**Collected data**
//! Candidate consensus engine
//!
//! Every participant's client runs one [`MatchEngine`] over the same
//! deck and feeds it every vote relayed through the session channel.
//! Because all engines apply identical logic to the same event stream,
//! they converge on the same approval ledger and matched set without a
//! central referee.

use crate::matching::quorum::MatchQuorum;
use crate::movie::Movie;
use std::collections::{HashMap, HashSet};

/// Tracks votes over one deck and detects quorum agreement
#[derive(Debug, Default)]
pub struct MatchEngine {
    deck: Vec<Movie>,
    /// Candidate ids each participant has rendered a decision on
    seen: HashMap<String, HashSet<u64>>,
    /// Approval ledger: candidate id -> distinct approving participants
    approvals: HashMap<u64, HashSet<String>>,
    /// Candidates that have reached quorum
    matched: HashSet<u64>,
    quorum: MatchQuorum,
}

impl MatchEngine {
    pub fn new() -> Self {
        Self::default()
    }

    pub fn with_quorum(quorum: MatchQuorum) -> Self {
        Self {
            quorum,
            ..Self::default()
        }
    }

    /// Replace the deck for a new round.
    ///
    /// Clears the approval ledger, all seen sets, and the matched set
    /// together; votes from a previous deck must not leak into the new
    /// round.
    pub fn load_deck(&mut self, deck: Vec<Movie>) {
        self.deck = deck;
        self.seen.clear();
        self.approvals.clear();
        self.matched.clear();
    }

    pub fn deck(&self) -> &[Movie] {
        &self.deck
    }

    pub fn quorum(&self) -> MatchQuorum {
        self.quorum
    }

    /// The next candidate to show `participant_id`, or `None` when the
    /// deck is exhausted for them.
    ///
    /// Peer-endorsed candidates come first: an unseen, unmatched movie
    /// that some other participant already approved is the fastest path
    /// to a match. Among equals, deck order wins. Otherwise fall back to
    /// the first unseen, unmatched movie in deck order.
    pub fn current_for(&self, participant_id: &str) -> Option<&Movie> {
        let seen = self.seen.get(participant_id);
        let votable = |movie: &Movie| {
            !self.matched.contains(&movie.id) && seen.is_none_or(|s| !s.contains(&movie.id))
        };
        let peer_endorsed = |movie: &Movie| {
            self.approvals.get(&movie.id).is_some_and(|approvers| {
                !approvers.is_empty() && !approvers.contains(participant_id)
            })
        };

        self.deck
            .iter()
            .find(|&m| votable(m) && peer_endorsed(m))
            .or_else(|| self.deck.iter().find(|&m| votable(m)))
    }

    /// Record one participant's decision on a candidate.
    ///
    /// Marks the candidate seen for that participant unconditionally.
    /// Approvals accumulate as a set, so replayed votes from the same
    /// participant change nothing. Votes for ids outside the deck still
    /// create ledger entries; absence is not an error here.
    pub fn record_vote(&mut self, movie_id: u64, participant_id: &str, approved: bool) {
        self.seen
            .entry(participant_id.to_string())
            .or_default()
            .insert(movie_id);
        if approved {
            self.approvals
                .entry(movie_id)
                .or_default()
                .insert(participant_id.to_string());
        }
    }

    /// Candidates that newly reached quorum since the last call.
    ///
    /// Each id enters the matched set exactly once; calling again with
    /// no intervening votes returns an empty list. Ordering among
    /// simultaneous matches is unspecified.
    pub fn check_for_new_matches(&mut self) -> Vec<u64> {
        let new_matches: Vec<u64> = self
            .approvals
            .iter()
            .filter(|(id, approvers)| {
                self.quorum.is_met(approvers.len()) && !self.matched.contains(*id)
            })
            .map(|(id, _)| *id)
            .collect();

        self.matched.extend(new_matches.iter().copied());
        new_matches
    }

    /// Ids currently in the matched set
    pub fn matched_ids(&self) -> &HashSet<u64> {
        &self.matched
    }

    /// Deck entries for matched ids, in deck order
    pub fn matched_movies(&self) -> Vec<&Movie> {
        self.deck
            .iter()
            .filter(|m| self.matched.contains(&m.id))
            .collect()
    }

    /// How many candidates this participant has decided on
    pub fn seen_count(&self, participant_id: &str) -> usize {
        self.seen.get(participant_id).map_or(0, HashSet::len)
    }

    /// Deck entries this participant approved, in deck order
    pub fn approved_by(&self, participant_id: &str) -> Vec<&Movie> {
        self.deck
            .iter()
            .filter(|m| {
                self.approvals
                    .get(&m.id)
                    .is_some_and(|approvers| approvers.contains(participant_id))
            })
            .collect()
    }
}

#[cfg(test)]
mod tests {
    use super::*;

    fn deck(ids: &[u64]) -> Vec<Movie> {
        ids.iter().map(|&id| Movie::new(id, format!("movie-{id}"))).collect()
    }

    fn engine_with(ids: &[u64]) -> MatchEngine {
        let mut engine = MatchEngine::new();
        engine.load_deck(deck(ids));
        engine
    }

    #[test]
    fn test_current_follows_deck_order() {
        let engine = engine_with(&[101, 202, 303]);
        assert_eq!(engine.current_for("u1").unwrap().id, 101);
    }

    #[test]
    fn test_current_skips_seen() {
        let mut engine = engine_with(&[101, 202, 303]);
        engine.record_vote(101, "u1", false);
        assert_eq!(engine.current_for("u1").unwrap().id, 202);
        // u2 has seen nothing
        assert_eq!(engine.current_for("u2").unwrap().id, 101);
    }

    #[test]
    fn test_peer_endorsed_candidate_jumps_the_queue() {
        let mut engine = engine_with(&[101, 202, 303]);
        engine.record_vote(303, "u2", true);
        assert_eq!(engine.current_for("u1").unwrap().id, 303);
        // u2's own approval does not endorse it back to u2
        assert_eq!(engine.current_for("u2").unwrap().id, 101);
    }

    #[test]
    fn test_peer_endorsed_tie_breaks_by_deck_order() {
        let mut engine = engine_with(&[101, 202, 303]);
        engine.record_vote(303, "u2", true);
        engine.record_vote(202, "u2", true);
        assert_eq!(engine.current_for("u1").unwrap().id, 202);
    }

    #[test]
    fn test_current_never_returns_matched() {
        let mut engine = engine_with(&[101, 202]);
        engine.record_vote(101, "u1", true);
        engine.record_vote(101, "u2", true);
        engine.check_for_new_matches();

        assert_eq!(engine.current_for("u3").unwrap().id, 202);
        // Exhaustion: u1 saw 101, 202 is all that's left
        engine.record_vote(202, "u1", false);
        assert!(engine.current_for("u1").is_none());
    }

    #[test]
    fn test_match_detected_at_quorum() {
        let mut engine = engine_with(&[101, 202]);

        engine.record_vote(101, "u1", true);
        assert_eq!(engine.check_for_new_matches(), Vec::<u64>::new());

        engine.record_vote(101, "u2", true);
        assert_eq!(engine.check_for_new_matches(), vec![101]);
    }

    #[test]
    fn test_check_is_idempotent() {
        let mut engine = engine_with(&[101]);
        engine.record_vote(101, "u1", true);
        engine.record_vote(101, "u2", true);

        assert_eq!(engine.check_for_new_matches(), vec![101]);
        assert!(engine.check_for_new_matches().is_empty());
        assert!(engine.check_for_new_matches().is_empty());
    }

    #[test]
    fn test_repeat_approvals_do_not_double_count() {
        let mut engine = engine_with(&[101]);
        engine.record_vote(101, "u1", true);
        engine.record_vote(101, "u1", true);
        assert!(engine.check_for_new_matches().is_empty());

        engine.record_vote(101, "u2", true);
        assert_eq!(engine.check_for_new_matches(), vec![101]);
        // A third approver does not re-match
        engine.record_vote(101, "u3", true);
        assert!(engine.check_for_new_matches().is_empty());
    }

    #[test]
    fn test_two_participant_session_scenario() {
        // u1 and u2 swipe through a 2-movie deck
        let mut engine = engine_with(&[101, 202]);

        engine.record_vote(101, "u1", true);
        assert!(engine.check_for_new_matches().is_empty());
        engine.record_vote(101, "u2", true);
        assert_eq!(engine.check_for_new_matches(), vec![101]);

        engine.record_vote(202, "u1", true);
        assert!(engine.check_for_new_matches().is_empty());
        engine.record_vote(202, "u2", false);
        assert!(engine.check_for_new_matches().is_empty());

        assert_eq!(engine.matched_ids().len(), 1);
        assert!(engine.matched_ids().contains(&101));
    }

    #[test]
    fn test_vote_on_unknown_id_creates_ledger_entry() {
        let mut engine = engine_with(&[101]);
        engine.record_vote(999, "u1", true);
        engine.record_vote(999, "u2", true);
        // Quorum on an off-deck id still registers as a match
        assert_eq!(engine.check_for_new_matches(), vec![999]);
        assert!(engine.matched_movies().is_empty());
    }

    #[test]
    fn test_load_deck_clears_round_state() {
        let mut engine = engine_with(&[101]);
        engine.record_vote(101, "u1", true);
        engine.record_vote(101, "u2", true);
        engine.check_for_new_matches();

        engine.load_deck(deck(&[101, 202]));
        assert_eq!(engine.seen_count("u1"), 0);
        assert!(engine.matched_ids().is_empty());
        // 101 is votable again in the new round
        assert_eq!(engine.current_for("u1").unwrap().id, 101);
    }

    #[test]
    fn test_approved_by_and_seen_count() {
        let mut engine = engine_with(&[101, 202, 303]);
        engine.record_vote(101, "u1", true);
        engine.record_vote(202, "u1", false);
        engine.record_vote(303, "u1", true);

        assert_eq!(engine.seen_count("u1"), 3);
        let approved: Vec<u64> = engine.approved_by("u1").iter().map(|m| m.id).collect();
        assert_eq!(approved, vec![101, 303]);
    }

    #[test]
    fn test_custom_quorum() {
        let mut engine = MatchEngine::with_quorum(MatchQuorum::of(3));
        engine.load_deck(deck(&[101]));
        engine.record_vote(101, "u1", true);
        engine.record_vote(101, "u2", true);
        assert!(engine.check_for_new_matches().is_empty());
        engine.record_vote(101, "u3", true);
        assert_eq!(engine.check_for_new_matches(), vec![101]);
    }
}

**What you have to do**
How many lines in the data above hold the word "unmatched"? Answer with the number alone.

**Task solution**
2